Senate Bill 2005 also places a new time limit on notifying affected residents. Private entities must notify affected Tennessee residents of a data breach within forty-five (45) days after the entity discovers or is notified about the breach. This forty-five-day deadline for private entities to notify residents is among the shortest in the country. Additionally, the Tennessee amendment expands the definition of “unauthorized person” to include an employee of the information holder who is discovered to have obtained personal information and intentionally used it for an unlawful purpose. The law takes effect July 1, 2016.

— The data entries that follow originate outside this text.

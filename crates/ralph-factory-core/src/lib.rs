//! # ralph-factory-core
//!
//! Core orchestration for the Factory: a convergent, multi-provider
//! coding-agent orchestrator. This crate owns the backlog model, the
//! complexity router, the rate limiter, worktree-isolated workers, the
//! merge coordinator, the demand-driven planner, and the orchestrator that
//! wires them together and drives a run to convergence.
//!
//! It depends on no concrete provider CLI: provider invocation is behind
//! the [`provider::ProviderAdapter`] trait, implemented by
//! `ralph-factory-adapters`.

mod complexity_router;
pub mod config;
pub mod error;
mod git_ops;
pub mod merge_coordinator;
pub mod orchestrator;
pub mod planner;
pub mod prd;
pub mod provider;
pub mod rate_limiter;
pub mod worker;
pub mod worker_pool;
pub mod worktree;

pub use complexity_router::{build_tier, find_available_slot, score_complexity, score_to_tier};
pub use config::{ConfigError, FactoryConfig, SlotCapacity};
pub use error::FactoryError;
pub use merge_coordinator::{MergeCoordinator, MergeOutcome, MergeRecord};
pub use orchestrator::{Orchestrator, OrchestratorConfig, RunSummary};
pub use planner::{Planner, PlannerEvaluation, html_to_text};
pub use prd::{PrdError, PrdFile, PrdItem, Priority, Status};
pub use provider::{InvokeOptions, InvokeResult, Provider, ProviderAdapter, ProviderSlot, Tier};
pub use rate_limiter::{RateLimiter, is_rate_limited};
pub use worker::{
    FactoryTask, NoValidation, TokenLimits, ValidationGate, ValidationOutcome, Worker,
    WorkerResult, WorkerStatus, contains_completion_marker,
};
pub use worker_pool::WorkerPool;
pub use worktree::{
    Worktree, WorktreeConfig, WorktreeError, commit_in_worktree, init_worktree, list_worktrees,
    remove_worktree, reset_to_head,
};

Most state data breach notification statutes require notification to an affected consumer, the state attorney general, or a state agency when a private entity or state agency discovers the unauthorized acquisition or access to unencrypted or unredacted personal information data. In other words, the disclosure of unencrypted data triggers the breach notification statutes. Other state statutes do not specifically require encryption, but instead require that the data be "rendered secure" or "unusable" by an unauthorized third party in order to avoid triggering the notification obligation.
California, a widely recognized trendsetter in data privacy law, has adopted encryption safe harbor. Many states that eliminate a private entity's obligation to notify on the condition that data is properly encrypted do not, however, define or elaborate on the acceptable method for encryption or redaction. California very recently defined encryption in Senate Bill 570, which went into effect on January 1 of this year. Personal information is "encrypted" if it is rendered "unusable, unreadable, or indecipherable to an unauthorized person through a security technology or methodology generally accepted in the field of information security." This clarification provides some guidance for handling electronically stored personal information. Private companies desiring to avoid costly notifications should consider whether properly implemented encryption measures protect the company's electronically stored information.
Click here to find S.B. 2005.
 See S.B. 2005, 2016 Leg., 109th Gen. Assemb., Reg. Sess. (Tenn. 2016), available at http://www.capitol.tn.gov/Bills/109/Bill/SB2005.pdf.
 See 2015 Cal. Legis. Serv. Ch. 543 (S.B. 570).
 See Cal. Civ. Code § 1798.82(i)(4).